あの低い声がバツグンに合うのだ、そして間奏では声をひそませ、だんだんとボリュームを上げていき、最後に弾けるような声でシャウト。オーケンの歌い方をなぞるのではなく、おいちゃんならではのアレンジが入った「カーネーション・リインカーネーション」。背筋が続々した。

「Guru」は人気のわりに、自分はあまりグッと来ず、何となく筋少ファンの中でアウェーを感じる曲なのだが、背もたれに体重を預け、ゆったりとしながら脳を空っぽにして聴くと、純粋に音が心地良かった。

そうだ。そういえば今日のオーケンは咽喉の調子が良かったように思う。「アウェーインザライフ」の「ホームに変えろ!」の箇所は、ライブでは低音で歌うことが多かったが、今回はCDのように! 高音でシャウトしてくれて、それがとても嬉しかったんだ。無論、現在の自分に合わせて歌い方を変えるのはありだと思うが。それでも嬉しかったんだ。

MC中もやたらと高音を張り上げる箇所があったので、今日のオーケンは絶好調だったのかもしれない。

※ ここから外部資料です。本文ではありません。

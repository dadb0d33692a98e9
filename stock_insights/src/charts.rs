//! Chart requests handed to a renderer: what to draw, never how.

use chrono::NaiveDate;
use indicator_engine::{IndicatorSeries, IndicatorSet, rsi};
use quote_ingestor::models::symbol::Symbol;
use serde::Serialize;

#[derive(Debug, Clone, Copy, PartialEq, Eq, Serialize)]
#[serde(rename_all = "snake_case")]
pub enum ChartKind {
    Line,
    Bar,
}

#[derive(Debug, Clone, Copy, PartialEq, Eq, Serialize)]
#[serde(rename_all = "snake_case")]
pub enum DashStyle {
    Solid,
    Dash,
    Dot,
}

/// One plotted series. `values` is aligned with the request's `dates`;
/// `None` serializes as `null` and is drawn as a gap.
#[derive(Debug, Clone, PartialEq, Serialize)]
pub struct Trace {
    pub name: String,
    pub color: &'static str,
    pub dash: DashStyle,
    pub values: Vec<Option<f64>>,
}

impl Trace {
    fn from_series(series: &IndicatorSeries, color: &'static str, dash: DashStyle) -> Self {
        Self {
            name: series.name().to_string(),
            color,
            dash,
            values: series.values().collect(),
        }
    }
}

/// A horizontal line across the whole chart.
#[derive(Debug, Clone, PartialEq, Serialize)]
pub struct ReferenceLine {
    pub label: String,
    pub value: f64,
    pub color: &'static str,
    pub dash: DashStyle,
}

#[derive(Debug, Clone, PartialEq, Serialize)]
pub struct ChartRequest {
    pub symbol: Symbol,
    pub title: String,
    pub kind: ChartKind,
    pub x_axis: &'static str,
    pub y_axis: &'static str,
    pub dates: Vec<NaiveDate>,
    pub traces: Vec<Trace>,
    #[serde(skip_serializing_if = "Vec::is_empty")]
    pub reference_lines: Vec<ReferenceLine>,
}

const BLUE: &str = "blue";
const ORANGE: &str = "orange";
const RED: &str = "red";
const GREEN: &str = "green";
const PURPLE: &str = "purple";

impl ChartRequest {
    fn line(symbol: &Symbol, title: String, set: &IndicatorSet, y_axis: &'static str) -> Self {
        Self {
            symbol: symbol.clone(),
            title,
            kind: ChartKind::Line,
            x_axis: "Date",
            y_axis,
            dates: set.close.points().iter().map(|point| point.date).collect(),
            traces: Vec::new(),
            reference_lines: Vec::new(),
        }
    }

    fn with_trace(mut self, trace: Trace) -> Self {
        self.traces.push(trace);
        self
    }
}

pub fn closing_price_chart(symbol: &Symbol, set: &IndicatorSet) -> ChartRequest {
    ChartRequest::line(symbol, format!("{symbol} Closing Price"), set, "Price (USD)")
        .with_trace(Trace::from_series(&set.close, BLUE, DashStyle::Solid))
}

pub fn moving_averages_chart(symbol: &Symbol, set: &IndicatorSet) -> ChartRequest {
    ChartRequest::line(symbol, "Moving Averages".to_string(), set, "Price (USD)")
        .with_trace(Trace::from_series(&set.close, BLUE, DashStyle::Solid))
        .with_trace(Trace::from_series(&set.sma_fast, ORANGE, DashStyle::Solid))
        .with_trace(Trace::from_series(&set.sma_slow, RED, DashStyle::Solid))
}

pub fn bollinger_chart(symbol: &Symbol, set: &IndicatorSet) -> ChartRequest {
    ChartRequest::line(symbol, "Bollinger Bands".to_string(), set, "Price (USD)")
        .with_trace(Trace::from_series(&set.close, BLUE, DashStyle::Solid))
        .with_trace(Trace::from_series(&set.bollinger.upper, RED, DashStyle::Dot))
        .with_trace(Trace::from_series(&set.bollinger.lower, GREEN, DashStyle::Dot))
}

pub fn volume_chart(symbol: &Symbol, set: &IndicatorSet) -> ChartRequest {
    let mut chart = ChartRequest::line(symbol, "Trading Volume".to_string(), set, "Volume")
        .with_trace(Trace::from_series(&set.volume, PURPLE, DashStyle::Solid));
    chart.kind = ChartKind::Bar;
    chart
}

pub fn rsi_chart(symbol: &Symbol, set: &IndicatorSet) -> ChartRequest {
    let mut chart = ChartRequest::line(
        symbol,
        "Relative Strength Index (RSI)".to_string(),
        set,
        "RSI Value",
    )
    .with_trace(Trace::from_series(&set.rsi, ORANGE, DashStyle::Solid));

    chart.reference_lines = vec![
        ReferenceLine {
            label: format!("Overbought ({})", rsi::OVERBOUGHT),
            value: rsi::OVERBOUGHT,
            color: RED,
            dash: DashStyle::Dash,
        },
        ReferenceLine {
            label: format!("Oversold ({})", rsi::OVERSOLD),
            value: rsi::OVERSOLD,
            color: GREEN,
            dash: DashStyle::Dash,
        },
    ];
    chart
}

/// The five dashboard charts, in display order.
pub fn build_charts(symbol: &Symbol, set: &IndicatorSet) -> Vec<ChartRequest> {
    vec![
        closing_price_chart(symbol, set),
        moving_averages_chart(symbol, set),
        bollinger_chart(symbol, set),
        volume_chart(symbol, set),
        rsi_chart(symbol, set),
    ]
}
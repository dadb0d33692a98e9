use std::{io, process::ExitCode, sync::Arc};

use anyhow::Context;
use clap::Parser;
use quote_ingestor::cache::SeriesCache;
use stock_insights::{InsightsPipeline, cli::Cli, config::InsightsConfig, render::JsonRenderer};
use tracing::{error, info};
use tracing_subscriber::EnvFilter;

#[tokio::main(flavor = "current_thread")]
async fn main() -> anyhow::Result<ExitCode> {
    // Logs go to stderr; stdout carries only chart JSON.
    tracing_subscriber::fmt()
        .with_env_filter(
            EnvFilter::try_from_default_env().unwrap_or_else(|_| EnvFilter::new("info")),
        )
        .with_writer(io::stderr)
        .init();

    let cli = Cli::parse();
    run(cli).await
}

async fn run(cli: Cli) -> anyhow::Result<ExitCode> {
    let config = InsightsConfig::load(cli.config.as_deref()).context("loading configuration")?;
    let cache = config
        .cache
        .enabled
        .then(|| Arc::new(SeriesCache::new(config.cache.policy())));
    let pipeline =
        InsightsPipeline::from_config(&config, cache).context("setting up the quote provider")?;

    let mut renderer = JsonRenderer::new(io::stdout().lock()).pretty(cli.pretty);
    let (mut succeeded, mut failed) = (0usize, 0usize);

    for raw in &cli.symbols {
        let outcome = match pipeline.run(raw).await {
            Ok(insights) => insights.render(&mut renderer),
            Err(err) => Err(err),
        };

        match outcome {
            Ok(()) => succeeded += 1,
            Err(err) => {
                failed += 1;
                error!(symbol = %raw, kind = err.kind(), "pass failed");
                eprintln!("Error: {err:#}");
            }
        }
    }

    info!(succeeded, failed, "done");
    eprintln!("SUMMARY: {succeeded} succeeded, {failed} failed");

    Ok(if failed == 0 {
        ExitCode::SUCCESS
    } else {
        ExitCode::FAILURE
    })
}
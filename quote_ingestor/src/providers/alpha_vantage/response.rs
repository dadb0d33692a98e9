//! Wire format of the `TIME_SERIES_DAILY` endpoint and its conversion into
//! canonical bars.
//!
//! A successful payload looks like
//!
//! ```json
//! {
//!   "Meta Data": { "2. Symbol": "IBM" },
//!   "Time Series (Daily)": {
//!     "2024-01-03": { "1. open": "161.0", "2. high": "161.7", "3. low": "160.1",
//!                     "4. close": "160.9", "5. volume": "4086140" }
//!   }
//! }
//! ```
//!
//! Failures come back with HTTP 200 and a single sentinel key instead:
//! `"Error Message"` for unknown symbols, `"Note"` or `"Information"` when the
//! request quota is exhausted. `"Information"` also answers requests for
//! premium-only options, which are told apart by their wording.

use chrono::NaiveDate;
use indexmap::IndexMap;
use serde::Deserialize;
use serde_json::Value;

use crate::{
    errors::{FetchError, ParseError},
    models::{
        bar::PriceBar,
        price_series::{PriceSeries, SeriesError},
        symbol::Symbol,
    },
};

pub const ERROR_MESSAGE_KEY: &str = "Error Message";
pub const NOTE_KEY: &str = "Note";
pub const INFORMATION_KEY: &str = "Information";
pub const DAILY_SERIES_KEY: &str = "Time Series (Daily)";

const DATE_FORMAT: &str = "%Y-%m-%d";

/// A numeric field as sent on the wire. The provider stringifies numbers,
/// but plain JSON numbers are accepted too.
#[derive(Deserialize, Debug, Clone)]
#[serde(untagged)]
pub enum WireNumber {
    Text(String),
    Number(f64),
}

#[derive(Deserialize, Debug, Clone)]
pub struct AlphaVantageBar {
    #[serde(rename = "1. open")]
    pub open: WireNumber,
    #[serde(rename = "2. high")]
    pub high: WireNumber,
    #[serde(rename = "3. low")]
    pub low: WireNumber,
    #[serde(rename = "4. close")]
    pub close: WireNumber,
    #[serde(rename = "5. volume")]
    pub volume: WireNumber,
}

/// Classifies a decoded response body and converts the daily series.
///
/// Checks run in a fixed order: invalid-symbol sentinel, rate-limit
/// sentinels, presence of the daily series, then per-entry parsing.
pub fn parse_daily_response(symbol: &Symbol, body: Value) -> Result<PriceSeries, FetchError> {
    let Value::Object(mut object) = body else {
        return Err(FetchError::UnexpectedShape {
            symbol: symbol.clone(),
        });
    };

    if let Some(message) = object.get(ERROR_MESSAGE_KEY) {
        return Err(FetchError::InvalidSymbol {
            symbol: symbol.clone(),
            message: sentinel_text(message),
        });
    }

    if let Some(message) = object.get(NOTE_KEY) {
        return Err(FetchError::RateLimited {
            message: sentinel_text(message),
        });
    }

    if let Some(message) = object.get(INFORMATION_KEY) {
        let message = sentinel_text(message);
        if message.to_ascii_lowercase().contains("premium") {
            return Err(FetchError::PremiumRequired { message });
        }
        return Err(FetchError::RateLimited { message });
    }

    let Some(daily) = object.remove(DAILY_SERIES_KEY) else {
        return Err(FetchError::UnexpectedShape {
            symbol: symbol.clone(),
        });
    };

    convert_daily_series(symbol, daily).map_err(|source| FetchError::Parse {
        symbol: symbol.clone(),
        source,
    })
}

fn convert_daily_series(symbol: &Symbol, daily: Value) -> Result<PriceSeries, ParseError> {
    let raw: IndexMap<String, AlphaVantageBar> = serde_json::from_value(daily)?;

    let bars = raw
        .into_iter()
        .map(|(key, bar)| convert_bar(&key, bar))
        .collect::<Result<Vec<_>, _>>()?;

    PriceSeries::new(symbol.clone(), bars).map_err(|err| match err {
        SeriesError::DuplicateDate(date) => ParseError::DuplicateDate(date),
    })
}

fn convert_bar(key: &str, bar: AlphaVantageBar) -> Result<PriceBar, ParseError> {
    let date = NaiveDate::parse_from_str(key.trim(), DATE_FORMAT).map_err(|source| {
        ParseError::InvalidDate {
            value: key.to_string(),
            source,
        }
    })?;

    Ok(PriceBar {
        date,
        open: parse_field(date, "open", bar.open)?,
        high: parse_field(date, "high", bar.high)?,
        low: parse_field(date, "low", bar.low)?,
        close: parse_field(date, "close", bar.close)?,
        volume: parse_field(date, "volume", bar.volume)?,
    })
}

fn parse_field(date: NaiveDate, field: &'static str, raw: WireNumber) -> Result<f64, ParseError> {
    let value = match raw {
        WireNumber::Number(value) => value,
        WireNumber::Text(text) => {
            text.trim()
                .parse::<f64>()
                .map_err(|source| ParseError::InvalidNumber {
                    date,
                    field,
                    value: text.clone(),
                    source,
                })?
        }
    };

    if value.is_finite() {
        Ok(value)
    } else {
        Err(ParseError::NonFinite { date, field })
    }
}

fn sentinel_text(value: &Value) -> String {
    match value {
        Value::String(text) => text.clone(),
        other => other.to_string(),
    }
}
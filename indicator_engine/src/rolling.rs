//! Trailing-window statistics over plain slices.
//!
//! Output is always the same length as the input. The first `window - 1`
//! entries are `None`; so is everything when `window` is zero or longer than
//! the input. Each window is summed from scratch, so a constant input yields
//! exactly that constant rather than an accumulated rounding error.

/// Arithmetic mean of each trailing window.
pub fn rolling_mean(values: &[f64], window: usize) -> Vec<Option<f64>> {
    rolling(values, window, |chunk| Some(mean(chunk)))
}

/// Sample standard deviation (n - 1 denominator) of each trailing window.
///
/// A one-element window has no sample deviation, so `window == 1` is
/// undefined everywhere.
pub fn rolling_sample_std(values: &[f64], window: usize) -> Vec<Option<f64>> {
    if window < 2 {
        return vec![None; values.len()];
    }

    rolling(values, window, |chunk| {
        let m = mean(chunk);
        let sum_sq = chunk.iter().map(|x| (x - m).powi(2)).sum::<f64>();
        Some((sum_sq / (chunk.len() - 1) as f64).sqrt())
    })
}

fn rolling(
    values: &[f64],
    window: usize,
    stat: impl Fn(&[f64]) -> Option<f64>,
) -> Vec<Option<f64>> {
    if window == 0 || window > values.len() {
        return vec![None; values.len()];
    }

    let mut out = Vec::with_capacity(values.len());
    out.resize(window - 1, None);
    out.extend(values.windows(window).map(stat));
    out
}

fn mean(chunk: &[f64]) -> f64 {
    chunk.iter().sum::<f64>() / chunk.len() as f64
}
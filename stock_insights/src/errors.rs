use quote_ingestor::{
    FetchError,
    models::symbol::{Symbol, SymbolError},
    providers::ProviderInitError,
};
use shared_utils::config::ConfigError;
use thiserror::Error;

use crate::render::RenderError;

/// Everything that can end a single insights pass.
#[derive(Debug, Error)]
pub enum InsightsError {
    #[error("Invalid stock symbol: {0}")]
    Symbol(#[from] SymbolError),

    #[error("Unable to load stock data for '{symbol}': {source}")]
    Fetch {
        symbol: Symbol,
        #[source]
        source: FetchError,
    },

    #[error(transparent)]
    Config(#[from] ConfigError),

    #[error("Failed to initialize the quote provider: {0}")]
    ProviderInit(#[from] ProviderInitError),

    #[error("Failed to render charts: {0}")]
    Render(#[from] RenderError),
}

impl InsightsError {
    /// Stable failure kind, reused from [`FetchError::kind`] for fetch errors.
    pub fn kind(&self) -> &'static str {
        match self {
            Self::Symbol(_) => "invalid_input",
            Self::Fetch { source, .. } => source.kind(),
            Self::Config(_) => "config",
            Self::ProviderInit(_) => "provider_init",
            Self::Render(_) => "render",
        }
    }
}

MCで印象に残った箇所は、何かの拍子か、突如オーケンと内田さんが、お互いに「オーケン」「うっちー」「オーケン」「うっちー」と呼び合い、それが非常に楽しそうだった。オーケンはその流れで、「中学の頃、ディクシ! と言って相手の二の腕を抜き手で突くのが流行って、それをやろうとしたけど、五十なのでやめました」と言った。そこに内田さんが「ディクシやってくれよ」と言い、オーディエンスからも「やってー!」と言う声。照れ笑いするオーケン。それを誤魔化すかのように「五十からはBL禁止!」と宣言するオーケン。オーケンの言うBLって何だかよくわからんなぁ。

大人になってもあだ名で呼び合える友人ってのは、貴重なもんだな、と改めて思った。大事にしないといけないね。

そうだ。あと、メンバー紹介のとき、今まではオーケンがメンバーを紹介し終わった後、自分で「ボーカル大槻ケンヂー!」と叫んで締めていたのだが、橘高さんや内田さんが「ボーカルオーケンー!」とオーケンの代わりに紹介してくれるようになっているのが、何だかグッと来たな。

五年前の武道館のときか。正直自分は、デビュー二十周年ったって、そのうち八年間は活動休止していたよなぁ…と思っていたんだ。二十分の八は結構大きい。しかし二十五分の八になったら八もだいぶ薄まって。あぁ、そのうち活動休止していた八年間なんて、誤差の範囲に感じられる日が来るのかもしれないと。メンバー同士のやりとりを観ながら思ったのだ。

秋には新譜が出る。ツアーも発表された。まだまだ活動は続く。あぁどうか、全員が全員、ずっと健康で、楽しくやってくれますようにと、終演SEを聴きながら思った。